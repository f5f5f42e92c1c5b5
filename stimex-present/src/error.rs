use stimex_core::CoreError;
use thiserror::Error;

#[derive(Error, Debug)]
pub enum PresentError {
    #[error(transparent)]
    Core(#[from] CoreError),

    #[error("failed to spawn presentation worker: {0}")]
    Spawn(#[from] std::io::Error),

    #[error("presentation worker for {0} panicked")]
    WorkerPanicked(String),

    #[error("surface allocation failed: {width}x{height}")]
    Surface { width: u32, height: u32 },
}

pub type Result<T> = std::result::Result<T, PresentError>;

══════════════════════════════

What is needed:
In full and without alteration, write out each record.

Result for this task:
repository f5f5f42e92c1c5b5
filename stimex-present/src/error.rs
use stimex_core::CoreError;
use thiserror::Error;

#[derive(Error, Debug)]
pub enum PresentError {
    #[error(transparent)]
    Core(#[from] CoreError),

    #[error("failed to spawn presentation worker: {0}")]
    Spawn(#[from] std::io::Error),

    #[error("presentation worker for {0} panicked")]
    WorkerPanicked(String),

    #[error("surface allocation failed: {width}x{height}")]
    Surface { width: u32, height: u32 },
}

pub type Result<T> = std::result::Result<T, PresentError>;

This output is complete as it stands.